### EXERCISE GOAL
Each line in the entries that has the word "entry" has to be copied.

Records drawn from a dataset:
__________

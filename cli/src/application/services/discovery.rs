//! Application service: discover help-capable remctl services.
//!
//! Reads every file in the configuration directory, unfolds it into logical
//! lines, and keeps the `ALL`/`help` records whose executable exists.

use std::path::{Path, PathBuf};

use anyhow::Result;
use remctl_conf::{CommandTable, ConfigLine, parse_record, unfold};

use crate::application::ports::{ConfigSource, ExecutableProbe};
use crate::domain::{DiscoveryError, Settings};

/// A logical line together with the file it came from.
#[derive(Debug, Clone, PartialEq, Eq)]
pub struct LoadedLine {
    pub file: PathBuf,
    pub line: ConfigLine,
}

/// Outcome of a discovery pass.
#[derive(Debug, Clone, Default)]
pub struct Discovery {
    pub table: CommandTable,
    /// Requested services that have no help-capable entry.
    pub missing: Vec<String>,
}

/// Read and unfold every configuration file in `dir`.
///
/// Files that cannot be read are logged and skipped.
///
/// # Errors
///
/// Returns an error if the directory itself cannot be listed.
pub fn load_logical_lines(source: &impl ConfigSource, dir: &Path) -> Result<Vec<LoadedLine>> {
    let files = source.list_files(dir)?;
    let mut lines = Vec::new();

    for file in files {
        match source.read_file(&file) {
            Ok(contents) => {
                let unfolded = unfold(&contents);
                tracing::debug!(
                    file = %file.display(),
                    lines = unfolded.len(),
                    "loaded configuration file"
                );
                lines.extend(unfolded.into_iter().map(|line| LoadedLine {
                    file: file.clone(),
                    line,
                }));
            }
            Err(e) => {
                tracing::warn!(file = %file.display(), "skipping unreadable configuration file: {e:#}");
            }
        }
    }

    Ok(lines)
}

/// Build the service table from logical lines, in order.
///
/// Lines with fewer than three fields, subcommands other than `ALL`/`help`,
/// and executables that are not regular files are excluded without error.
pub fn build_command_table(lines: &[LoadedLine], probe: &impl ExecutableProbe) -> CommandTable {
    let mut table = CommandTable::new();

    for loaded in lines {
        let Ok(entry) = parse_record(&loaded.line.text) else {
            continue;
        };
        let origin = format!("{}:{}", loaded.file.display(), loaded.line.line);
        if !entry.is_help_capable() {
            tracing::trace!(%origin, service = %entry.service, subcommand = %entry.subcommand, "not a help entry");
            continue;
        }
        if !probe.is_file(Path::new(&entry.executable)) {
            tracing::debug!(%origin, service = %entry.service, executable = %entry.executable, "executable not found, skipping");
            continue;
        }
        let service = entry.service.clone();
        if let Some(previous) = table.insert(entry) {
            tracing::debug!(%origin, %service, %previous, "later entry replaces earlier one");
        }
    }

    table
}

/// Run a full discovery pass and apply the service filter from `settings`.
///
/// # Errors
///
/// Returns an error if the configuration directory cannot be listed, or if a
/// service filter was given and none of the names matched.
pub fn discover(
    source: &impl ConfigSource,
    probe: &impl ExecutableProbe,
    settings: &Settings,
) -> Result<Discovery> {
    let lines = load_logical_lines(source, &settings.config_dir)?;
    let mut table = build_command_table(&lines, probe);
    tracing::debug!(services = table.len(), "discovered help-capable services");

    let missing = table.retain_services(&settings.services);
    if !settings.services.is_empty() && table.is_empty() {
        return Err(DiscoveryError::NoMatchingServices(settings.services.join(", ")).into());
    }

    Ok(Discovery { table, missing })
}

__________

### WRITTEN RESPONSE
    /// Requested services that have no help-capable entry.
        let Ok(entry) = parse_record(&loaded.line.text) else {
        if !entry.is_help_capable() {
            tracing::trace!(%origin, service = %entry.service, subcommand = %entry.subcommand, "not a help entry");
        if !probe.is_file(Path::new(&entry.executable)) {
            tracing::debug!(%origin, service = %entry.service, executable = %entry.executable, "executable not found, skipping");
        let service = entry.service.clone();
        if let Some(previous) = table.insert(entry) {
            tracing::debug!(%origin, %service, %previous, "later entry replaces earlier one");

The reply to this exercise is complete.